The thought crosses your mind a few faint times that something could go wrong, but it could never happen to you. You're pregnant, and you're going to be a mommy! That's what I thought too, and then something did go wrong. At 10 weeks pregnant, I found out I was never going to meet my little baby. In fact, I was carrying a blighted ovum and there was no real baby at all.
In my mind, my world had collapsed. For 6 weeks I had been overjoyed with the idea of becoming a mother, that there was a living baby with a beating heart within me. I told everyone. I window shopped (and even bought a few things!) only to find out there would be no baby in just a few short months to wear those clothes, or to sit in that stroller. There is nothing worse than losing a child. Even if you have never held that child in your arms, you love him or her and the rush of emotions, pain and guilt, is unmatched. I knew there was nothing I had done wrong, and there was nothing anyone could have done to change things but I was devastated just the same.

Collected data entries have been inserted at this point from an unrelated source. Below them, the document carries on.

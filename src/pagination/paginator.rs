//! Incremental paginator: measure, bisect, commit until the text fits

use crate::config::PaginationConfig;
use crate::pagination::measure::{MeasurementPort, PageCount, PageCountReporter};
use crate::pagination::split::split_at_center;
use crate::resource::ResourceText;
use serde::{Deserialize, Serialize};

/// One card face worth of text
#[derive(Debug, Clone, PartialEq, Eq, Default, Serialize, Deserialize)]
#[serde(rename_all = "camelCase")]
pub struct Page {
    /// Text already known to fit
    pub committed_text: String,
    /// Text placed on the page but not yet confirmed by a measurement
    pub pending_text: String,
}

impl Page {
    fn pending(text: String) -> Self {
        Self {
            committed_text: String::new(),
            pending_text: text,
        }
    }

    /// Everything currently placed in the page's content box
    pub fn content(&self) -> String {
        let mut content =
            String::with_capacity(self.committed_text.len() + self.pending_text.len());
        content.push_str(&self.committed_text);
        content.push_str(&self.pending_text);
        content
    }

    pub fn is_empty(&self) -> bool {
        self.committed_text.is_empty() && self.pending_text.is_empty()
    }
}

/// Per-resource pagination state
#[derive(Debug, Clone, PartialEq, Eq)]
pub struct PaginationState {
    pages: Vec<Page>,
    /// Text not yet placed on any page
    remainder: String,
    attempt_count: u32,
}

impl PaginationState {
    fn fresh(full_text: String) -> Self {
        Self {
            pages: vec![Page::default()],
            remainder: full_text,
            attempt_count: 0,
        }
    }

    pub fn pages(&self) -> &[Page] {
        &self.pages
    }

    pub fn remainder(&self) -> &str {
        &self.remainder
    }

    pub fn attempt_count(&self) -> u32 {
        self.attempt_count
    }

    /// All page text in order followed by the remainder.
    ///
    /// Equals the resource's full text at every point of a run.
    pub fn reassembled(&self) -> String {
        let mut text = String::new();
        for page in &self.pages {
            text.push_str(&page.committed_text);
            text.push_str(&page.pending_text);
        }
        text.push_str(&self.remainder);
        text
    }

    fn last_page_mut(&mut self) -> &mut Page {
        if self.pages.is_empty() {
            self.pages.push(Page::default());
        }
        let last = self.pages.len() - 1;
        &mut self.pages[last]
    }
}

/// Where a paginator is in its convergence cycle
#[derive(Debug, Clone, Copy, PartialEq, Eq)]
pub enum Phase {
    /// Fresh state installed (new text, or a deferred no-op replace)
    Resetting,
    /// Waiting for the last page to be measured
    Measuring,
    /// Last page overflowed and its pending text was cut or moved
    Splitting,
    /// Last page fit and pulled the remainder in
    Committing,
    /// Nothing overflows and nothing remains
    Done,
}

/// Result of driving a paginator for one rendering opportunity
#[derive(Debug, Clone, Copy, PartialEq, Eq)]
pub enum DriveOutcome {
    /// Pagination finished with this many pages
    Converged(usize),
    /// The runaway guard deferred; drive again on the next opportunity
    Yielded,
}

/// Outcome of handling an overflowing last page
enum Overflow {
    Continue,
    /// Overflow accepted and no text remains
    Exhausted,
}

/// Splits one resource's text into card pages
#[derive(Debug, Clone)]
pub struct Paginator {
    text: ResourceText,
    state: PaginationState,
    phase: Phase,
    max_attempts: u32,
}

impl Paginator {
    /// Create a paginator and report its count as unknown
    pub fn new<R>(text: ResourceText, config: &PaginationConfig, reporter: &mut R) -> Self
    where
        R: PageCountReporter + ?Sized,
    {
        let mut paginator = Self {
            state: PaginationState::fresh(String::new()),
            text,
            phase: Phase::Resetting,
            max_attempts: config.max_attempts,
        };
        paginator.reset(reporter);
        paginator
    }

    /// Replace the text; returns false if it was unchanged
    pub fn set_text<R>(&mut self, text: ResourceText, reporter: &mut R) -> bool
    where
        R: PageCountReporter + ?Sized,
    {
        if text == self.text {
            return false;
        }
        self.text = text;
        self.reset(reporter);
        true
    }

    /// Throw away all progress and start over from the full text
    pub fn reset<R>(&mut self, reporter: &mut R)
    where
        R: PageCountReporter + ?Sized,
    {
        self.state = PaginationState::fresh(self.text.full_text());
        self.phase = Phase::Resetting;
        log::debug!(
            "pagination reset: {} paragraphs, {} bytes",
            self.text.paragraphs().len(),
            self.state.remainder.len()
        );
        reporter.report(PageCount::Unknown);
    }

    /// Run a single convergence cycle.
    ///
    /// Returns the phase the cycle went through. `Resetting` means the
    /// runaway guard fired and the cycle made no progress.
    pub fn step<P, R>(&mut self, port: &mut P, reporter: &mut R) -> Phase
    where
        P: MeasurementPort + ?Sized,
        R: PageCountReporter + ?Sized,
    {
        if self.phase == Phase::Done {
            return Phase::Done;
        }

        if self.state.attempt_count > self.max_attempts {
            log::warn!(
                "pagination exceeded {} attempts on page {}, deferring",
                self.max_attempts,
                self.state.pages.len()
            );
            self.state.attempt_count = 0;
            self.phase = Phase::Resetting;
            return Phase::Resetting;
        }
        self.state.attempt_count += 1;

        let content = self.state.last_page_mut().content();
        let overflow = port.overflows(&content);
        log::trace!(
            "cycle {}: page {} holds {} bytes, overflow={}",
            self.state.attempt_count,
            self.state.pages.len(),
            content.len(),
            overflow
        );

        let taken = if overflow {
            match self.handle_overflow() {
                Overflow::Continue => Phase::Splitting,
                Overflow::Exhausted => Phase::Done,
            }
        } else if !self.state.remainder.is_empty() {
            self.commit();
            Phase::Committing
        } else {
            let page = self.state.last_page_mut();
            let pending = std::mem::take(&mut page.pending_text);
            page.committed_text.push_str(&pending);
            Phase::Done
        };

        if taken == Phase::Done {
            self.phase = Phase::Done;
            log::debug!("pagination converged: {} pages", self.state.pages.len());
            reporter.report(PageCount::Known(self.state.pages.len()));
        } else {
            self.phase = Phase::Measuring;
        }
        taken
    }

    /// Step until converged or until the runaway guard asks to yield
    pub fn drive<P, R>(&mut self, port: &mut P, reporter: &mut R) -> DriveOutcome
    where
        P: MeasurementPort + ?Sized,
        R: PageCountReporter + ?Sized,
    {
        loop {
            match self.step(port, reporter) {
                Phase::Done => return DriveOutcome::Converged(self.state.pages.len()),
                Phase::Resetting => return DriveOutcome::Yielded,
                _ => {}
            }
        }
    }

    /// Drive through every deferral until converged; returns the page count
    pub fn run_to_completion<P, R>(&mut self, port: &mut P, reporter: &mut R) -> usize
    where
        P: MeasurementPort + ?Sized,
        R: PageCountReporter + ?Sized,
    {
        loop {
            if let DriveOutcome::Converged(count) = self.drive(port, reporter) {
                return count;
            }
        }
    }

    /// Last page fit: keep its pending text and try the remainder next
    fn commit(&mut self) {
        let remainder = std::mem::take(&mut self.state.remainder);
        let page = self.state.last_page_mut();
        let pending = std::mem::replace(&mut page.pending_text, remainder);
        page.committed_text.push_str(&pending);
    }

    /// Last page overflowed: bisect its pending text or push it to a new page
    fn handle_overflow(&mut self) -> Overflow {
        let PaginationState { pages, remainder, .. } = &mut self.state;
        if pages.is_empty() {
            pages.push(Page::default());
        }
        let last = pages.len() - 1;
        let page = &mut pages[last];
        let pending = std::mem::take(&mut page.pending_text);
        let split = split_at_center(&pending);
        debug_assert!(split.right.is_empty() || split.is_word_boundary());

        if split.right_len() > 1 {
            page.pending_text = split.left.to_string();
            remainder.insert_str(0, split.right);
            return Overflow::Continue;
        }

        if !page.committed_text.is_empty() {
            let mut carried = pending;
            carried.push_str(remainder);
            remainder.clear();
            if carried.is_empty() {
                return Overflow::Exhausted;
            }
            pages.push(Page::pending(carried));
            return Overflow::Continue;
        }

        if pending.is_empty() {
            // Empty page reported as overflowing; pull the remainder in
            if remainder.is_empty() {
                return Overflow::Exhausted;
            }
            page.pending_text = std::mem::take(remainder);
            return Overflow::Continue;
        }

        // Unsplittable fragment alone on its page: accept the overflow
        page.committed_text = pending;
        if remainder.is_empty() {
            return Overflow::Exhausted;
        }
        pages.push(Page::pending(std::mem::take(remainder)));
        Overflow::Continue
    }

    pub fn text(&self) -> &ResourceText {
        &self.text
    }

    pub fn state(&self) -> &PaginationState {
        &self.state
    }

    pub fn pages(&self) -> &[Page] {
        &self.state.pages
    }

    pub fn remainder(&self) -> &str {
        &self.state.remainder
    }

    pub fn attempt_count(&self) -> u32 {
        self.state.attempt_count
    }

    pub fn phase(&self) -> Phase {
        self.phase
    }

    pub fn is_done(&self) -> bool {
        self.phase == Phase::Done
    }

    pub fn page_count(&self) -> PageCount {
        if self.is_done() {
            PageCount::Known(self.state.pages.len())
        } else {
            PageCount::Unknown
        }
    }
}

A few weeks passed, and I had moved on from the emotional mess I had become and realized there was another chance. On Thanksgiving 2010, only 7 weeks after our angel baby left us, we discovered I was pregnant with our rainbow baby.
I have never been so thankful for anything in my entire life. Ayana is four months old now, and there is not a day that has passed that I have not done my best to be a great mother and provide everything she needs. Becoming a mother is the most accomplished thing I have done in the last 22 years.
That's right, I'm 22 years old. I'm what some would consider a "young mother." Young mother? Maybe. Great mother? I would like to think so. Age has no bearing on the greatness of a parent. I am the wife of a soldier, I have lived in 3 different states in the last three years, I have lost a baby and had a baby, and I have lived and learned through it all and there is no reason I am less qualified to be an outstanding mother based on how old I am.
I love and appreciate my daughter, and there is nothing in this world I would not do to give her everything she needs to thrive. If there is any doubt in anyone's mind that I am not cut out for this because I am "only" 22, then you have failed to become an adult yourself and look past the meaning of a number and to the fact that I am not a drug addict or homeless, neglectful or hurtful, uneducated or ignorant. I am an adult, a wife, and a mother, and there is nothing in this world I believe I am more fit to be.
Losing our first pregnancy has taught me to appreciate what I have. There are no guarantees. It taught me love, for without the love I had for that tiny being and the love I felt from Tyler and the friends and family that supported me I would never have grown from the loss. I have an angel baby, and I have a rainbow baby, and I am a great mother because of them both.